[Saved entries]
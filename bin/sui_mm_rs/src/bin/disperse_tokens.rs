use std::env;

use sui_mm_rs::{
    constants::Env,
    core::WalletService,
    utils::{build_plan, coin_decimals, connect_chain, load_wallet_range, random_amounts, wallet_from_env},
};
use sui_mm_utils::{log::setup_logger, utils::parse_units};

#[tokio::main]
async fn main() -> anyhow::Result<()> {
    dotenv::dotenv().ok();
    setup_logger(None)?;

    let args: Vec<String> = env::args().collect();
    if args.len() != 6 {
        log::warn!(
            "Function {} need 5 params: <COIN_TYPE> <WALLET_INDEX_FROM> <WALLET_INDEX_TO> <AMOUNT_MIN> <AMOUNT_MAX>",
            args[0]
        );
        return Ok(());
    }

    let env = Env::new();
    let coin_type = &args[1];
    let index_from: usize = args[2].parse()?;
    let index_to: usize = args[3].parse()?;

    let funding = wallet_from_env("PRIVATE_KEY")?;
    let wallets = load_wallet_range(&env.wallets_file, index_from, index_to)?;
    let chain = connect_chain(&env).await?;
    let decimals = coin_decimals(chain.as_ref(), coin_type).await;

    let amount_min = parse_units(&args[4], decimals)?;
    let amount_max = parse_units(&args[5], decimals)?;
    log::info!(
        "Config params:\nCOIN_TYPE: {:#?}\nWALLET_INDEX_FROM: {:#?}\nWALLET_INDEX_TO: {:#?}\nAMOUNT_MIN: {:#?}\nAMOUNT_MAX: {:#?}",
        coin_type,
        index_from,
        index_to,
        args[4],
        args[5]
    );

    let recipients: Vec<_> = wallets.iter().map(|wallet| wallet.address).collect();
    let amounts = random_amounts(amount_min, amount_max, recipients.len())?;
    let plan = build_plan(&recipients, &amounts)?;

    let wallet_service = WalletService::new(env.clone(), chain);
    wallet_service.disperse_tokens(&funding, coin_type, &plan).await?;
    Ok(())
}
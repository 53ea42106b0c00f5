use once_cell::sync::Lazy;
use regex::Regex;
use thiserror::Error;

#[derive(Debug, Clone, PartialEq, Eq, Error)]
pub enum MmError {
    #[error("invalid key material: {0}")]
    InvalidKeyMaterial(String),
    #[error("insufficient funds: {0}")]
    InsufficientFunds(String),
    /// Transport or node failure. The only retryable kind.
    #[error("chain unavailable: {0}")]
    Unavailable(String),
    #[error("swap failed after {attempts} attempts: {last_error}")]
    SwapFailed { attempts: u32, last_error: String },
    #[error("not found: {0}")]
    NotFound(String),
    #[error("transaction {digest} failed: {error}")]
    ExecutionFailed { digest: String, error: String },
    #[error("invalid input: {0}")]
    InvalidInput(String),
}

impl MmError {
    pub fn insufficient(required: impl std::fmt::Display, available: impl std::fmt::Display) -> Self {
        Self::InsufficientFunds(format!("required {}, available {}", required, available))
    }

    pub fn is_transient(&self) -> bool {
        matches!(self, Self::Unavailable(_))
    }
}

static INSUFFICIENT_FUNDS_RE: Lazy<Regex> = Lazy::new(|| {
    Regex::new(
        r"(?i)(InsufficientCoinBalance|InsufficientGas|GasBalanceTooLow|Balance of gas object \d+ is lower than|insufficient (coin )?balance|Cannot find gas coin)",
    )
    .unwrap_or_else(|err| panic!("invalid insufficient funds regex: {:?}", err))
});

/// Map a raw chain/transport error message to an error kind.
pub fn classify_chain_error(msg: impl Into<String>) -> MmError {
    let msg = msg.into();
    if INSUFFICIENT_FUNDS_RE.is_match(&msg) {
        MmError::InsufficientFunds(msg)
    } else {
        MmError::Unavailable(msg)
    }
}

/// Map the error of a transaction whose effects status is failure. A balance
/// shortfall detected on chain is `InsufficientFunds`.
pub fn classify_execution_failure(digest: impl Into<String>, error: impl Into<String>) -> MmError {
    let (digest, error) = (digest.into(), error.into());
    if INSUFFICIENT_FUNDS_RE.is_match(&error) {
        MmError::InsufficientFunds(format!("transaction {} failed: {}", digest, error))
    } else {
        MmError::ExecutionFailed { digest, error }
    }
}

#[cfg(test)]
mod tests {
    use super::*;

    #[test]
    fn classifies_balance_errors_as_insufficient_funds() {
        for msg in [
            "Error checking transaction input objects: InsufficientCoinBalance",
            "InsufficientGas",
            "GasBalanceTooLow { gas_balance: 10, needed_gas_amount: 20 }",
            "Balance of gas object 1000 is lower than the needed amount: 2000",
        ] {
            assert!(
                matches!(classify_chain_error(msg), MmError::InsufficientFunds(_)),
                "{}",
                msg
            );
        }
    }

    #[test]
    fn everything_else_is_unavailable_and_transient() {
        let err = classify_chain_error("error trying to connect: dns error");
        assert!(matches!(err, MmError::Unavailable(_)));
        assert!(err.is_transient());
        assert!(!MmError::insufficient(10, 5).is_transient());
        assert_eq!(
            MmError::insufficient(10, 5).to_string(),
            "insufficient funds: required 10, available 5"
        );
    }

    #[test]
    fn failed_effects_with_a_shortfall_are_insufficient_funds() {
        assert_eq!(
            classify_execution_failure("9xKt", "InsufficientCoinBalance in command 0"),
            MmError::InsufficientFunds(
                "transaction 9xKt failed: InsufficientCoinBalance in command 0".to_string()
            )
        );
        assert!(matches!(
            classify_execution_failure("9xKt", "InsufficientGas"),
            MmError::InsufficientFunds(_)
        ));
    }

    #[test]
    fn other_failed_effects_stay_execution_failures() {
        let err = classify_execution_failure(
            "9xKt",
            "MoveAbort(MoveLocation { module: pool }, 5) in command 2",
        );
        assert_eq!(
            err,
            MmError::ExecutionFailed {
                digest: "9xKt".to_string(),
                error: "MoveAbort(MoveLocation { module: pool }, 5) in command 2".to_string(),
            }
        );
        assert!(!err.is_transient());
    }
}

## Required action:
Which lines above run from the one containing "dotenv::dotenv().ok();" to the one containing "let coin_type = &args[1];"? Give them again exactly, both ends included.

## Response area:
    dotenv::dotenv().ok();
    setup_logger(None)?;

    let args: Vec<String> = env::args().collect();
    if args.len() != 6 {
        log::warn!(
            "Function {} need 5 params: <COIN_TYPE> <WALLET_INDEX_FROM> <WALLET_INDEX_TO> <AMOUNT_MIN> <AMOUNT_MAX>",
            args[0]
        );
        return Ok(());
    }

    let env = Env::new();
    let coin_type = &args[1];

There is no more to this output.